* TASK DIRECTIONS: Take the lines from the beginning of the data below through the line holding "SentimentStrength::StronglyPositive" and return exactly those.

★ ★ ★

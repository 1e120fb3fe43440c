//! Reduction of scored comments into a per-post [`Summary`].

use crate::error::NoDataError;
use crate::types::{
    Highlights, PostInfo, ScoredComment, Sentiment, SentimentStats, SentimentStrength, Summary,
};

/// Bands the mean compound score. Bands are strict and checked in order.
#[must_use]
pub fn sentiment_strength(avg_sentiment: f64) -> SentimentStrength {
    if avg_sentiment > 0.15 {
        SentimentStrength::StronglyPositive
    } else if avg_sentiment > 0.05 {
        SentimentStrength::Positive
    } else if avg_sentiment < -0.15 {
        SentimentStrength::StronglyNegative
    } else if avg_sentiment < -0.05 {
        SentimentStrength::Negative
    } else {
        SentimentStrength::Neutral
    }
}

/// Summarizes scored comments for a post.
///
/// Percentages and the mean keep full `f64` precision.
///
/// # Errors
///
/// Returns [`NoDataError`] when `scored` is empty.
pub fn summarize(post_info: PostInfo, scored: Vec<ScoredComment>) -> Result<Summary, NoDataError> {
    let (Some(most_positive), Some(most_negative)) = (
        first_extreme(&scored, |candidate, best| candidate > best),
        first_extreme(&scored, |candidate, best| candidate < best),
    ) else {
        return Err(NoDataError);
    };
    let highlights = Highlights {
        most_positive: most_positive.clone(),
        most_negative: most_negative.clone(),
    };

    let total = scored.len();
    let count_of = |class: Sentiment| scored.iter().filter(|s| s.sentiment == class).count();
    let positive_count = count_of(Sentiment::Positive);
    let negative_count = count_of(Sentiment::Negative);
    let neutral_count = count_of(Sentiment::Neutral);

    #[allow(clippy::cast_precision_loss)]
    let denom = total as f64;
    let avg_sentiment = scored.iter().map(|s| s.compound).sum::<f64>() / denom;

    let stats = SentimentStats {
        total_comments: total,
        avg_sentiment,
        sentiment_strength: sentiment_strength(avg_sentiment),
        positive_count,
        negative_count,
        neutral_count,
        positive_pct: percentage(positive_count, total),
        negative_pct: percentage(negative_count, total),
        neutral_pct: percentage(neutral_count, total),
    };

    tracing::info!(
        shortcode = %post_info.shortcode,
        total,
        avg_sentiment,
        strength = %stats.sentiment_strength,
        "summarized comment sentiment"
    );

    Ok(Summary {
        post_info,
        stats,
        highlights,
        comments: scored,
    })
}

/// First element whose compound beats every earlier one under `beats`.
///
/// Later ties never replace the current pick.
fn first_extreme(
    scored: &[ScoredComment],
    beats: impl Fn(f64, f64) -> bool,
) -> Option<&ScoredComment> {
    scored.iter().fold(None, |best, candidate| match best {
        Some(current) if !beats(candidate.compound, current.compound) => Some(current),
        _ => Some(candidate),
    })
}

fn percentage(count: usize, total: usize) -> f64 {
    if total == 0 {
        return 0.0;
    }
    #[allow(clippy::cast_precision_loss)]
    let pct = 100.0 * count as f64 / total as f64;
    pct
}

★ ★ ★

* TASK SOLUTION:
repository 1e120fb3fe43440c
//! Reduction of scored comments into a per-post [`Summary`].

use crate::error::NoDataError;
use crate::types::{
    Highlights, PostInfo, ScoredComment, Sentiment, SentimentStats, SentimentStrength, Summary,
};

/// Bands the mean compound score. Bands are strict and checked in order.
#[must_use]
pub fn sentiment_strength(avg_sentiment: f64) -> SentimentStrength {
    if avg_sentiment > 0.15 {
        SentimentStrength::StronglyPositive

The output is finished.